• [Exercise aim] Return each line in the records below that includes "NewRequirement".

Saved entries
__________

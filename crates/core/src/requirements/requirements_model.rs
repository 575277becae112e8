//! Buyer requirement domain models.

use chrono::{DateTime, Utc};
use rust_decimal::Decimal;
use serde::{Deserialize, Serialize};

use crate::constants::LAKH;
use crate::errors::{Result, ValidationError};
use crate::notes::Note;
use crate::state::HasId;

/// Whether the buyer is still looking.
#[derive(Debug, Clone, Copy, PartialEq, Eq, Hash, Serialize, Deserialize, Default)]
#[serde(rename_all = "lowercase")]
pub enum RequirementStatus {
    #[default]
    Open,
    Close,
}

/// Internal sourcing progress for a requirement.
#[derive(Debug, Clone, Copy, PartialEq, Eq, Hash, Serialize, Deserialize, Default)]
pub enum InternalStatus {
    #[serde(rename = "found")]
    Found,
    #[serde(rename = "not found")]
    NotFound,
    #[default]
    #[serde(rename = "pending")]
    Pending,
}

/// Budget range in lakhs.
#[derive(Debug, Clone, Serialize, Deserialize, PartialEq, Default)]
#[serde(rename_all = "camelCase")]
pub struct Budget {
    #[serde(default)]
    pub from: Option<Decimal>,
    #[serde(default)]
    pub to: Option<Decimal>,
    /// The buyer accepts the prevailing market price; the range is ignored.
    #[serde(default)]
    pub as_market_price: bool,
}

impl Budget {
    /// Validates the range. A market-price budget needs no bounds; otherwise
    /// both bounds are required and `from` must be strictly below `to` once
    /// converted to rupees.
    pub fn validate(&self) -> Result<()> {
        if self.as_market_price {
            return Ok(());
        }
        let from = self.from.ok_or_else(|| ValidationError::missing("budget.from"))?;
        let to = self.to.ok_or_else(|| ValidationError::missing("budget.to"))?;
        let lakh = Decimal::from(LAKH);
        let (from_rupees, to_rupees) = match (from.checked_mul(lakh), to.checked_mul(lakh)) {
            (Some(f), Some(t)) => (f, t),
            _ => return Err(ValidationError::invalid("Budget is out of range").into()),
        };
        if from_rupees >= to_rupees {
            return Err(ValidationError::BudgetRange {
                from: from.to_string(),
                to: to.to_string(),
            }
            .into());
        }
        Ok(())
    }
}

/// Domain model representing a buyer requirement.
#[derive(Debug, Clone, Serialize, Deserialize, PartialEq, Default)]
#[serde(rename_all = "camelCase")]
pub struct Requirement {
    pub requirement_id: String,
    #[serde(default)]
    pub client_name: Option<String>,
    #[serde(default)]
    pub agent: Option<String>,
    #[serde(default)]
    pub budget: Budget,
    #[serde(default)]
    pub asset_type: Option<String>,
    #[serde(default)]
    pub micromarket: Option<String>,
    #[serde(default)]
    pub configuration: Option<String>,
    #[serde(default)]
    pub builder_name: Option<String>,
    #[serde(default)]
    pub requirement_status: RequirementStatus,
    #[serde(default)]
    pub internal_status: InternalStatus,
    #[serde(default)]
    pub matching_properties: Vec<String>,
    #[serde(default)]
    pub notes: Vec<Note>,
    #[serde(default)]
    pub created_at: Option<DateTime<Utc>>,
    #[serde(default)]
    pub updated_at: Option<DateTime<Utc>>,
}

impl HasId for Requirement {
    fn id(&self) -> &str {
        &self.requirement_id
    }
}

/// Input model for creating a requirement from the form.
#[derive(Debug, Clone, Serialize, Deserialize, Default)]
#[serde(rename_all = "camelCase")]
pub struct NewRequirement {
    pub client_name: String,
    pub agent: Option<String>,
    pub budget: Budget,
    pub asset_type: String,
    pub micromarket: String,
    pub configuration: Option<String>,
    pub builder_name: Option<String>,
}

impl NewRequirement {
    /// Validates the form before anything is sent to the remote store.
    pub fn validate(&self) -> Result<()> {
        if self.client_name.trim().is_empty() {
            return Err(ValidationError::missing("clientName").into());
        }
        if self.asset_type.trim().is_empty() {
            return Err(ValidationError::missing("assetType").into());
        }
        if self.micromarket.trim().is_empty() {
            return Err(ValidationError::missing("micromarket").into());
        }
        self.budget.validate()
    }

    /// The trimmed builder name, if one was entered.
    pub fn builder(&self) -> Option<&str> {
        self.builder_name
            .as_deref()
            .map(str::trim)
            .filter(|name| !name.is_empty())
    }
}
#[cfg(test)]
mod tests {
    use std::sync::Arc;

    use propdesk_core::constants::{POST_RERA_PROJECTS_COLLECTION, PRE_LAUNCH_PROJECTS_COLLECTION};
    use propdesk_core::projects::{ProjectRepositoryTrait, ProjectStage};
    use serde_json::{json, Map};

    use crate::document::MemoryDocumentStore;
    use crate::projects::ProjectRepository;

    fn setup() -> (Arc<MemoryDocumentStore>, ProjectRepository) {
        let memory = Arc::new(MemoryDocumentStore::new());
        memory.seed(
            POST_RERA_PROJECTS_COLLECTION,
            "PR-1",
            json!({"projectName": "Skyline", "micromarket": "Whitefield", "amenities": ["pool"]}),
        );
        memory.seed(
            POST_RERA_PROJECTS_COLLECTION,
            "PR-2",
            json!({"projectName": "Orchid", "micromarket": "Hebbal"}),
        );
        memory.seed(
            PRE_LAUNCH_PROJECTS_COLLECTION,
            "PL-1",
            json!({"projectName": "Horizon", "micromarket": "Whitefield"}),
        );
        let repo = ProjectRepository::new(memory.clone());
        (memory, repo)
    }

    #[tokio::test]
    async fn test_stage_selects_collection() {
        let (_, repo) = setup();
        let project = repo.get_by_id(ProjectStage::PostRera, "PR-1").await.unwrap();
        assert_eq!(project.stage, ProjectStage::PostRera);
        assert_eq!(project.project_name.as_deref(), Some("Skyline"));
        assert!(repo
            .get_by_id(ProjectStage::PreLaunch, "PR-1")
            .await
            .unwrap_err()
            .is_not_found());
    }

    #[tokio::test]
    async fn test_list_filters_by_micromarket() {
        let (_, repo) = setup();
        let all = repo.list(ProjectStage::PostRera, None).await.unwrap();
        assert_eq!(all.len(), 2);

        let whitefield = repo
            .list(ProjectStage::PostRera, Some("Whitefield"))
            .await
            .unwrap();
        assert_eq!(whitefield.len(), 1);
        assert_eq!(whitefield[0].project_id, "PR-1");

        let blank = repo.list(ProjectStage::PreLaunch, Some("  ")).await.unwrap();
        assert_eq!(blank.len(), 1);
    }

    #[tokio::test]
    async fn test_update_fields_writes_only_given_fields() {
        let (memory, repo) = setup();
        let mut fields = Map::new();
        fields.insert("amenities".to_string(), json!(["pool", "gym"]));
        fields.insert("stage".to_string(), json!("preLaunch"));

        let project = repo
            .update_fields(ProjectStage::PostRera, "PR-1", &fields)
            .await
            .unwrap();
        assert_eq!(project.amenities, vec!["pool", "gym"]);
        assert_eq!(project.stage, ProjectStage::PostRera);
        assert_eq!(project.project_name.as_deref(), Some("Skyline"));
        assert!(project.updated_at.is_some());

        let stored = memory.documents(POST_RERA_PROJECTS_COLLECTION);
        assert!(stored[0].get("stage").is_none());
    }
}
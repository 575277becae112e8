//! Builders module - the known builder-name list.

mod builders_service;
mod builders_traits;


pub use builders_service::BuilderService;
pub use builders_traits::{BuilderRepositoryTrait, BuilderServiceTrait};
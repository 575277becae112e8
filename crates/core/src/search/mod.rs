//! Search module - request/response models, the index trait and pagination.

mod pagination;
mod search_model;
mod search_traits;


pub use pagination::{page_bounds, page_count, paginate};
pub use search_model::{
    FacetCounts, FacetFilter, NumericFilter, NumericOp, SearchIndexes, SearchPage, SearchRequest,
    SearchResponse,
};
pub use search_traits::SearchIndexTrait;
use super::*;
use crate::errors::{Error, ValidationError};
use chrono::Utc;
use rust_decimal::Decimal;
use rust_decimal_macros::dec;

fn change(price: Decimal) -> PriceChange {
    PriceChange {
        new_price: price,
        changed_by: Some("asha".to_string()),
    }
}

#[test]
fn test_unchanged_price_is_rejected() {
    let err = change(dec!(85)).validate(Some(dec!(85))).unwrap_err();
    assert!(matches!(
        err,
        Error::Validation(ValidationError::UnchangedPrice(_))
    ));
}

#[test]
fn test_price_change_accepted_without_current_price() {
    assert!(change(dec!(85)).validate(None).is_ok());
    assert!(change(dec!(85)).validate(Some(dec!(80))).is_ok());
}

#[test]
fn test_non_positive_price_is_rejected() {
    assert!(change(dec!(0)).validate(Some(dec!(10))).is_err());
    assert!(change(dec!(-5)).validate(None).unwrap_err().is_validation());
}

#[test]
fn test_pending_entry_uses_temp_id() {
    let entry = change(dec!(90)).to_pending_entry(Some(dec!(85)), Utc::now());
    assert!(crate::utils::is_temp_id(&entry.id));
    assert_eq!(entry.price, dec!(90));
    assert_eq!(entry.previous_price, Some(dec!(85)));
    assert_eq!(entry.changed_by.as_deref(), Some("asha"));
}

#[test]
fn test_price_per_sqft_in_rupees() {
    assert_eq!(price_per_sqft(dec!(50), Some(dec!(1000))), Some(dec!(5000)));
    assert_eq!(price_per_sqft(dec!(1.5), Some(dec!(3))), Some(dec!(50000)));
    assert_eq!(price_per_sqft(dec!(50), None), None);
    assert_eq!(price_per_sqft(dec!(50), Some(dec!(0))), None);
}

#[test]
fn test_status_wire_names() {
    assert_eq!(
        serde_json::to_string(&PropertyStatus::DeListed).unwrap(),
        "\"De-listed\""
    );
    let status: PropertyStatus = serde_json::from_str("\"Hold\"").unwrap();
    assert_eq!(status, PropertyStatus::Hold);
    assert!(serde_json::from_str::<PropertyStatus>("\"Rented\"").is_err());
}

#[test]
fn test_property_decodes_sparse_document() {
    let property: Property = serde_json::from_value(serde_json::json!({
        "propertyId": "P-1",
        "name": "Sea View 2BHK",
        "price": 120.5
    }))
    .unwrap();
    assert_eq!(property.property_id, "P-1");
    assert_eq!(property.price, Some(dec!(120.5)));
    assert_eq!(property.status, PropertyStatus::Available);
    assert!(property.price_history.is_empty());
    assert!(property.micromarket.is_none());
}

#[test]
fn test_summary_falls_back_for_missing_values() {
    let property = Property {
        property_id: "P-2".to_string(),
        name: Some("Palm Court".to_string()),
        price: Some(dec!(75.50)),
        status: PropertyStatus::Sold,
        ..Default::default()
    };
    let summary = PropertySummary::from(&property);
    assert_eq!(summary.name, "Palm Court");
    assert_eq!(summary.micromarket, "N/A");
    assert_eq!(summary.configuration, "N/A");
    assert_eq!(summary.price, "75.5 L");
    assert_eq!(summary.status, "Sold");
}

#[test]
fn test_summary_keeps_empty_string() {
    let property = Property {
        property_id: "P-3".to_string(),
        asset_type: Some(String::new()),
        ..Default::default()
    };
    assert_eq!(PropertySummary::from(&property).asset_type, "");
}
//! Display-fallback convention.
//!
//! Records mirrored from the document store carry many optional fields. Any
//! missing value is rendered as [`DISPLAY_FALLBACK`] rather than an empty cell.

use std::fmt::Display;

use crate::constants::DISPLAY_FALLBACK;

/// Renders an optional value, substituting the fallback when absent.
pub trait DisplayFallback {
    fn display_or_fallback(&self) -> String;
}

impl<T: Display> DisplayFallback for Option<T> {
    fn display_or_fallback(&self) -> String {
        match self {
            Some(value) => value.to_string(),
            None => DISPLAY_FALLBACK.to_string(),
        }
    }
}

/// Joins list values with `", "`, or returns the fallback for an empty list.
pub fn join_or_fallback<T: AsRef<str>>(values: &[T]) -> String {
    if values.is_empty() {
        return DISPLAY_FALLBACK.to_string();
    }
    values
        .iter()
        .map(|v| v.as_ref())
        .collect::<Vec<_>>()
        .join(", ")
}
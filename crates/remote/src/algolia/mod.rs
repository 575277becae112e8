//! Algolia search backend.

mod client;


pub use client::{query_body, AlgoliaClient, AlgoliaConfig};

__________

• [Reply to the task]
pub struct NewRequirement {
impl NewRequirement {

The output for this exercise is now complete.